This implies that variables that occur closer to the root are more important, in the sense that they are most strongly associated with the dependent variable in each of the bootstrap data subsets. times_a_root and the mean_min_depth are straightforward ways of measuring importance in this sense: a variable that is closer to the root, or one that on average occurs closer to the root, is one that is strongly associated with the dependent variable.

no_of_nodes is distinct from the other two. Picture the dependent variable being a strong sinusoidal function of one predictor. The predictor will not necessarily appear as being important on the previous two metrics because of the lack of a clear trend/direction/non-zero linear slope in a bivariate plot.

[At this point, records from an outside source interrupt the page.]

//! Core runtime configuration.
//!
//! Configuration is resolved once at process startup and then passed into the services as an
//! `Arc<SummaryConfig>`. Nothing in this crate reads process environment variables: binaries
//! hand [`SummaryConfig::from_lookup`] a closure over whatever source they use, which keeps the
//! parsing testable without mutating the environment.

use crate::constants::{
    DEFAULT_LLM_TIMEOUT, DEFAULT_MAX_CHUNKS_PER_SECTION, DEFAULT_MAX_CONCURRENT_SECTIONS,
    DEFAULT_MODEL, DEFAULT_PATIENT_COLUMN, DEFAULT_SECTION_CHAR_BUDGET, DEFAULT_SECTION_TEMPLATE,
    DEFAULT_SUMMARY_MODEL, MIN_SECTION_CHAR_BUDGET,
};
use crate::{SummaryError, SummaryResult};
use std::path::{Path, PathBuf};
use std::time::Duration;
use summary_types::{Identifier, NonEmptyText};

pub const ENV_PATIENT_COLUMN: &str = "SUMMARY_PATIENT_COLUMN";
pub const ENV_DEFAULT_MODEL: &str = "SUMMARY_DEFAULT_MODEL";
pub const ENV_DEFAULT_SUMMARY_MODEL: &str = "SUMMARY_DEFAULT_SUMMARY_MODEL";
pub const ENV_LLM_TIMEOUT_SECS: &str = "SUMMARY_LLM_TIMEOUT_SECS";
pub const ENV_SECTION_CHAR_BUDGET: &str = "SUMMARY_SECTION_CHAR_BUDGET";
pub const ENV_MAX_CHUNKS: &str = "SUMMARY_MAX_CHUNKS";
pub const ENV_MAX_CONCURRENT_SECTIONS: &str = "SUMMARY_MAX_CONCURRENT_SECTIONS";
pub const ENV_FAILURE_POLICY: &str = "SUMMARY_FAILURE_POLICY";
pub const ENV_SECTION_TEMPLATE_FILE: &str = "SUMMARY_SECTION_TEMPLATE_FILE";

/// What the pipeline does when one requested table fails.
#[derive(Debug, Clone, Copy, Default, PartialEq, Eq, serde::Serialize, serde::Deserialize)]
#[serde(rename_all = "lowercase")]
pub enum FailurePolicy {
    /// Record the failure against the table and keep going with the others.
    #[default]
    Skip,
    /// Fail the whole request on the first failed table (in request order).
    Abort,
}

impl std::str::FromStr for FailurePolicy {
    type Err = SummaryError;

    fn from_str(s: &str) -> Result<Self, Self::Err> {
        match s.trim().to_ascii_lowercase().as_str() {
            "skip" => Ok(FailurePolicy::Skip),
            "abort" => Ok(FailurePolicy::Abort),
            other => Err(SummaryError::InvalidInput(format!(
                "unknown failure policy {other:?} (expected \"skip\" or \"abort\")"
            ))),
        }
    }
}

/// Model identifiers used when a request does not name its own.
#[derive(Clone, Debug)]
pub struct ModelDefaults {
    pub model: NonEmptyText,
    pub summary_model: NonEmptyText,
}

impl Default for ModelDefaults {
    fn default() -> Self {
        Self {
            model: NonEmptyText::new(DEFAULT_MODEL).expect("default model is non-empty"),
            summary_model: NonEmptyText::new(DEFAULT_SUMMARY_MODEL)
                .expect("default summary model is non-empty"),
        }
    }
}

/// Size, time and fan-out limits for one summary run.
#[derive(Clone, Debug, PartialEq, Eq)]
pub struct PipelineLimits {
    pub llm_timeout: Duration,
    pub section_char_budget: usize,
    pub max_chunks_per_section: usize,
    pub max_concurrent_sections: usize,
}

impl Default for PipelineLimits {
    fn default() -> Self {
        Self {
            llm_timeout: DEFAULT_LLM_TIMEOUT,
            section_char_budget: DEFAULT_SECTION_CHAR_BUDGET,
            max_chunks_per_section: DEFAULT_MAX_CHUNKS_PER_SECTION,
            max_concurrent_sections: DEFAULT_MAX_CONCURRENT_SECTIONS,
        }
    }
}

/// Core configuration resolved at startup.
#[derive(Clone, Debug)]
pub struct SummaryConfig {
    patient_column: Identifier,
    models: ModelDefaults,
    limits: PipelineLimits,
    failure_policy: FailurePolicy,
    section_template: String,
}

impl SummaryConfig {
    /// Create a new `SummaryConfig`.
    ///
    /// # Errors
    ///
    /// Returns [`SummaryError::Config`] if a limit is zero, the section budget is below
    /// [`MIN_SECTION_CHAR_BUDGET`], or the section template has no `{rows}` placeholder.
    pub fn new(
        patient_column: Identifier,
        models: ModelDefaults,
        limits: PipelineLimits,
        failure_policy: FailurePolicy,
        section_template: String,
    ) -> SummaryResult<Self> {
        if limits.llm_timeout.is_zero() {
            return Err(SummaryError::Config("LLM timeout must be positive".into()));
        }
        if limits.section_char_budget < MIN_SECTION_CHAR_BUDGET {
            return Err(SummaryError::Config(format!(
                "section char budget must be at least {MIN_SECTION_CHAR_BUDGET}"
            )));
        }
        if limits.max_chunks_per_section == 0 || limits.max_concurrent_sections == 0 {
            return Err(SummaryError::Config(
                "chunk and concurrency limits must be at least 1".into(),
            ));
        }
        if !section_template.contains("{rows}") {
            return Err(SummaryError::Config(
                "section template must contain a {rows} placeholder".into(),
            ));
        }

        Ok(Self {
            patient_column,
            models,
            limits,
            failure_policy,
            section_template,
        })
    }

    /// Resolve configuration from a key lookup (usually the process environment).
    ///
    /// Missing or blank values fall back to the defaults in [`crate::constants`].
    pub fn from_lookup(lookup: impl Fn(&str) -> Option<String>) -> SummaryResult<Self> {
        let value = |key: &str| {
            lookup(key)
                .map(|v| v.trim().to_string())
                .filter(|v| !v.is_empty())
        };

        let patient_column = Identifier::parse(
            value(ENV_PATIENT_COLUMN)
                .as_deref()
                .unwrap_or(DEFAULT_PATIENT_COLUMN),
        )
        .map_err(|e| SummaryError::Config(format!("{ENV_PATIENT_COLUMN}: {e}")))?;

        let defaults = ModelDefaults::default();
        let models = ModelDefaults {
            model: model_from_env_value(value(ENV_DEFAULT_MODEL), defaults.model)?,
            summary_model: model_from_env_value(
                value(ENV_DEFAULT_SUMMARY_MODEL),
                defaults.summary_model,
            )?,
        };

        let limits = PipelineLimits {
            llm_timeout: Duration::from_secs(positive_from_env_value(
                ENV_LLM_TIMEOUT_SECS,
                value(ENV_LLM_TIMEOUT_SECS),
                DEFAULT_LLM_TIMEOUT.as_secs() as usize,
            )? as u64),
            section_char_budget: positive_from_env_value(
                ENV_SECTION_CHAR_BUDGET,
                value(ENV_SECTION_CHAR_BUDGET),
                DEFAULT_SECTION_CHAR_BUDGET,
            )?,
            max_chunks_per_section: positive_from_env_value(
                ENV_MAX_CHUNKS,
                value(ENV_MAX_CHUNKS),
                DEFAULT_MAX_CHUNKS_PER_SECTION,
            )?,
            max_concurrent_sections: positive_from_env_value(
                ENV_MAX_CONCURRENT_SECTIONS,
                value(ENV_MAX_CONCURRENT_SECTIONS),
                DEFAULT_MAX_CONCURRENT_SECTIONS,
            )?,
        };

        let failure_policy = value(ENV_FAILURE_POLICY)
            .map(|v| v.parse::<FailurePolicy>())
            .transpose()?
            .unwrap_or_default();

        let section_template =
            section_template_from_file(value(ENV_SECTION_TEMPLATE_FILE).map(PathBuf::from))?;

        Self::new(
            patient_column,
            models,
            limits,
            failure_policy,
            section_template,
        )
    }

    pub fn patient_column(&self) -> &Identifier {
        &self.patient_column
    }

    pub fn default_model(&self) -> &NonEmptyText {
        &self.models.model
    }

    pub fn default_summary_model(&self) -> &NonEmptyText {
        &self.models.summary_model
    }

    pub fn limits(&self) -> &PipelineLimits {
        &self.limits
    }

    pub fn llm_timeout(&self) -> Duration {
        self.limits.llm_timeout
    }

    pub fn failure_policy(&self) -> FailurePolicy {
        self.failure_policy
    }

    pub fn section_template(&self) -> &str {
        &self.section_template
    }
}

impl Default for SummaryConfig {
    fn default() -> Self {
        Self::new(
            Identifier::parse(DEFAULT_PATIENT_COLUMN).expect("default column is valid"),
            ModelDefaults::default(),
            PipelineLimits::default(),
            FailurePolicy::default(),
            DEFAULT_SECTION_TEMPLATE.to_string(),
        )
        .expect("default configuration is valid")
    }
}

fn model_from_env_value(value: Option<String>, default: NonEmptyText) -> SummaryResult<NonEmptyText> {
    match value {
        Some(v) => NonEmptyText::new(v).map_err(|e| SummaryError::Config(e.to_string())),
        None => Ok(default),
    }
}

/// Parse a strictly positive integer, falling back to `default` when unset.
pub fn positive_from_env_value(
    name: &str,
    value: Option<String>,
    default: usize,
) -> SummaryResult<usize> {
    let Some(raw) = value else {
        return Ok(default);
    };
    match raw.trim().parse::<usize>() {
        Ok(n) if n > 0 => Ok(n),
        _ => Err(SummaryError::Config(format!(
            "{name} must be a positive integer, got {raw:?}"
        ))),
    }
}

/// Load the section template from `path`, or return the built-in template when unset.
pub fn section_template_from_file(path: Option<PathBuf>) -> SummaryResult<String> {
    match path {
        Some(path) => read_template(&path),
        None => Ok(DEFAULT_SECTION_TEMPLATE.to_string()),
    }
}

fn read_template(path: &Path) -> SummaryResult<String> {
    let text = std::fs::read_to_string(path).map_err(SummaryError::TemplateRead)?;
    if text.trim().is_empty() {
        return Err(SummaryError::Config(format!(
            "section template {} is empty",
            path.display()
        )));
    }
    Ok(text)
}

However, eventually the trees will start to split on this predictor, and will then continue to split on it a very large number of times to approximate the sinusoidal function.no_of_nodes will capture the importance of this and (I suspect) other nonlinear predictors (without a clear trend/direction/non-zero linear slope) better than the earlier metrics.

That said, I think that accuracy_decrease (for classification) and mse_increase (for regression) are far better metrics of importance than the rest. They measure the decrease in the forest's predictive performance if a particular predictor is permuted. Correlated predictors will influence this, but they will also affect the other importance metrics as well. And whether that matters depends on what your goals for the analysis are.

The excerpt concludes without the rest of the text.